Stored data

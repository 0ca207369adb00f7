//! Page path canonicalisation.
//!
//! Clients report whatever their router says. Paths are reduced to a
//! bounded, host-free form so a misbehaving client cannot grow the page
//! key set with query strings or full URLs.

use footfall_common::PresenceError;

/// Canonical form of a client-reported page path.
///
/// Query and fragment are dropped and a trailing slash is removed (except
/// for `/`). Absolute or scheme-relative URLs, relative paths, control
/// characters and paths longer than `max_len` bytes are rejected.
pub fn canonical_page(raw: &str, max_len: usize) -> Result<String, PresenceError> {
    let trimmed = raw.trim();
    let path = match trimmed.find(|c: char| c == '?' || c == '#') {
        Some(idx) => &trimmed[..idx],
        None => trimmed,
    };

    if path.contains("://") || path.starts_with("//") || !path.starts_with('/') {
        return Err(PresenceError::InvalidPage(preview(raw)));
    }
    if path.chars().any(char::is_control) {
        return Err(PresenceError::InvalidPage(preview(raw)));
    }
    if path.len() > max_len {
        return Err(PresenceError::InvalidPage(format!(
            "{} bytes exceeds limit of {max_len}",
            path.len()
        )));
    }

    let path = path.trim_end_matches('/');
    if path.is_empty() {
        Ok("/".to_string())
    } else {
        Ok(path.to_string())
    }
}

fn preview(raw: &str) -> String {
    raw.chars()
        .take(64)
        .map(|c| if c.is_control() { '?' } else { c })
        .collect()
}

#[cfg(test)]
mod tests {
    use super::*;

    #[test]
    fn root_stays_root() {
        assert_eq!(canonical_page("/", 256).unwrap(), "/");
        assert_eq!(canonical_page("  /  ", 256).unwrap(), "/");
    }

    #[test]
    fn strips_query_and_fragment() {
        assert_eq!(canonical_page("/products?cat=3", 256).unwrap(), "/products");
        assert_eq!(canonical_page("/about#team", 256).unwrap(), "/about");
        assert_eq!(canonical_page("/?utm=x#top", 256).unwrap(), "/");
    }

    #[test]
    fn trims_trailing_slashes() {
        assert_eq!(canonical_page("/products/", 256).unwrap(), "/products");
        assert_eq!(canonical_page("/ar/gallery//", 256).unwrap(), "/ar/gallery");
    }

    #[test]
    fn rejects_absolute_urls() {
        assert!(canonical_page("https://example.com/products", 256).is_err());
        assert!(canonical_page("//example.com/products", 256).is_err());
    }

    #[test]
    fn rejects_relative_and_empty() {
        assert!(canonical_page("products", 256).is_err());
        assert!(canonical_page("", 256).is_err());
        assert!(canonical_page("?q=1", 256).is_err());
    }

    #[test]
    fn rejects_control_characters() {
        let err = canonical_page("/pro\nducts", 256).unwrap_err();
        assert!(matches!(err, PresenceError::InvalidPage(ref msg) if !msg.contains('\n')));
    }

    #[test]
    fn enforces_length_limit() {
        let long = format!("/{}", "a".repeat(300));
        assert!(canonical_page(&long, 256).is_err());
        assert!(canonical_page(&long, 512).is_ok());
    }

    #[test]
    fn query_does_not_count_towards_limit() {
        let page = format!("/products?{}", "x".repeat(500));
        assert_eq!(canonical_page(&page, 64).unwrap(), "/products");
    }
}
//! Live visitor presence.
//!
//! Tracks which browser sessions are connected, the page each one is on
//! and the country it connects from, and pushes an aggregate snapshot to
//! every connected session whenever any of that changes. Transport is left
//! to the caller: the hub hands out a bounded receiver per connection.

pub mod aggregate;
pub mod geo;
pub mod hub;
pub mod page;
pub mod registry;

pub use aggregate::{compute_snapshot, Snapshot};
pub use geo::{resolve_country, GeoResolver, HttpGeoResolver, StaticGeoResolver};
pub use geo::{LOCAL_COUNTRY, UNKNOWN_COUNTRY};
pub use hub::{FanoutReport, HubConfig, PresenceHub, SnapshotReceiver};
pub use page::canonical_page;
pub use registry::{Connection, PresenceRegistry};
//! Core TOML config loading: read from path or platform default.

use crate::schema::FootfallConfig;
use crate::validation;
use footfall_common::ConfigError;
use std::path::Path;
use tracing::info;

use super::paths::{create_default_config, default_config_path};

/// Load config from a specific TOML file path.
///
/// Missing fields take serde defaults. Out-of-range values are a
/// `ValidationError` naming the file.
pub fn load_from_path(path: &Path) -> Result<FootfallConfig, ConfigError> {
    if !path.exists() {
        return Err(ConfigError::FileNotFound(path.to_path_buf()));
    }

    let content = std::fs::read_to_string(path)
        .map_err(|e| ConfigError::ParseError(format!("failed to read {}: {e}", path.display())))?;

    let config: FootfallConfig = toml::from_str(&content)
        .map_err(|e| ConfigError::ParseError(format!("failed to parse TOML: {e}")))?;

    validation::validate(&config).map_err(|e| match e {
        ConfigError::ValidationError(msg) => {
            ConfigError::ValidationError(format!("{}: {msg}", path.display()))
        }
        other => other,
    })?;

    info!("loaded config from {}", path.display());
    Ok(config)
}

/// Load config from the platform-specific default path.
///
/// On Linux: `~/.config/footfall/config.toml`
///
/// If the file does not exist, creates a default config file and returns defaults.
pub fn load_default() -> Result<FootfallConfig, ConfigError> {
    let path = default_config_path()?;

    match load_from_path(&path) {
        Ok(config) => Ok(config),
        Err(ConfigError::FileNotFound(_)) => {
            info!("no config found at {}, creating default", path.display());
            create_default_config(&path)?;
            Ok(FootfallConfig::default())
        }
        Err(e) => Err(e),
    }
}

### What you are asked to do
The answer must hold only the lines from the first line of the data through the line bearing "use footfall_common::PresenceError;", returned exactly.

### Task result
repository 0ca207369adb00f7
//! Page path canonicalisation.
//!
//! Clients report whatever their router says. Paths are reduced to a
//! bounded, host-free form so a misbehaving client cannot grow the page
//! key set with query strings or full URLs.

use footfall_common::PresenceError;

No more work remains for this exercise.